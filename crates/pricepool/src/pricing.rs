//! Pricing records and the pure computation applied to each of them.

use crate::{Error, Result, ResultId};
use chrono::{DateTime, Utc};
use serde::{Deserialize, Serialize};

/// A single item of a batch, as decoded from the caller.
#[derive(Clone, Debug, PartialEq, Serialize, Deserialize)]
#[serde(rename_all = "camelCase")]
pub struct PricingRequest {
    /// Caller-assigned identifier. Only used for diagnostics; results are
    /// identified by the [`ResultId`] the pool assigns.
    pub id: String,
    pub price: f64,
    pub tax_rate: f64,
}

impl PricingRequest {
    pub fn new(id: impl Into<String>, price: f64, tax_rate: f64) -> Self {
        Self {
            id: id.into(),
            price,
            tax_rate,
        }
    }

    /// Checks that `price` and `tax_rate` are finite and non-negative.
    ///
    /// # Errors
    ///
    /// Returns [`Error::InvalidRequest`] naming the offending field.
    pub fn validate(&self) -> Result<()> {
        check_non_negative(&self.id, "price", self.price)?;
        check_non_negative(&self.id, "taxRate", self.tax_rate)
    }
}

fn check_non_negative(id: &str, field: &str, value: f64) -> Result<()> {
    if value.is_finite() && value >= 0.0 {
        Ok(())
    } else {
        Err(Error::InvalidRequest {
            reason: format!("item {id:?}: {field} must be a finite, non-negative number (got {value})"),
        })
    }
}

/// The derived amounts for one request.
#[derive(Clone, Copy, Debug, PartialEq)]
pub struct Quote {
    pub total_price: f64,
    pub tax_amount: f64,
}

/// The computation a worker applies to each request.
///
/// Implementations must be pure: the same request always yields the same
/// quote, regardless of which worker computes it.
pub trait Pricer: Send + Sync + 'static {
    fn quote(&self, request: &PricingRequest) -> Quote;
}

/// Adds `price * tax_rate` of tax on top of `price`.
#[derive(Clone, Copy, Debug, Default)]
pub struct TaxInclusive;

impl Pricer for TaxInclusive {
    fn quote(&self, request: &PricingRequest) -> Quote {
        Quote {
            total_price: request.price * (1.0 + request.tax_rate),
            tax_amount: request.price * request.tax_rate,
        }
    }
}

/// The outcome of processing one [`PricingRequest`].
#[derive(Clone, Debug, PartialEq, Serialize, Deserialize)]
#[serde(rename_all = "camelCase")]
pub struct PricingResult {
    /// Issuer-assigned identifier, unrelated to the request's own `id`.
    pub id: ResultId,
    pub total_price: f64,
    pub tax_amount: f64,
    /// When the worker popped the request off the queue.
    pub received_at: DateTime<Utc>,
    /// When the worker finished computing the quote.
    pub processed_at: DateTime<Utc>,
}

#[cfg(test)]
mod tests {
    use super::*;

    const EPSILON: f64 = 1e-9;

    #[test]
    fn tax_inclusive_example() {
        let quote = TaxInclusive.quote(&PricingRequest::new("A", 100.0, 0.1));
        assert!((quote.total_price - 110.0).abs() < EPSILON);
        assert!((quote.tax_amount - 10.0).abs() < EPSILON);
    }

    #[test]
    fn tax_inclusive_matches_formula_over_a_grid() {
        for price in [0.0, 0.01, 1.0, 10.0, 999.99, 1e9] {
            for rate in [0.0, 0.05, 0.5, 1.0, 2.0] {
                let quote = TaxInclusive.quote(&PricingRequest::new("x", price, rate));
                let tol = EPSILON * price.max(1.0);
                assert!((quote.total_price - price * (1.0 + rate)).abs() <= tol);
                assert!((quote.tax_amount - price * rate).abs() <= tol);
            }
        }
    }

    #[test]
    fn validate_rejects_bad_values() {
        assert!(PricingRequest::new("ok", 0.0, 0.0).validate().is_ok());
        for (price, rate) in [
            (-1.0, 0.1),
            (1.0, -0.1),
            (f64::NAN, 0.1),
            (1.0, f64::INFINITY),
        ] {
            let err = PricingRequest::new("bad", price, rate).validate().unwrap_err();
            assert!(matches!(err, Error::InvalidRequest { .. }), "{err}");
        }
    }

    #[test]
    fn wire_names_are_camel_case() {
        let req: PricingRequest =
            serde_json::from_str(r#"{"id":"A","price":100.0,"taxRate":0.1}"#).unwrap();
        assert_eq!(req, PricingRequest::new("A", 100.0, 0.1));

        let epoch = DateTime::<Utc>::from_timestamp(0, 0).unwrap();
        let result = PricingResult {
            id: ResultId::from_raw(7),
            total_price: 110.0,
            tax_amount: 10.0,
            received_at: epoch,
            processed_at: epoch,
        };
        let json = serde_json::to_value(&result).unwrap();
        assert_eq!(json["id"], "7");
        assert_eq!(json["totalPrice"], 110.0);
        assert_eq!(json["taxAmount"], 10.0);
        assert!(json.get("receivedAt").is_some());
        assert!(json.get("processedAt").is_some());
    }
}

_TASK ITEM_
Within the records above, find every line holding the word "When" and give the total as a bare number.

_YOUR RESPONSE_
2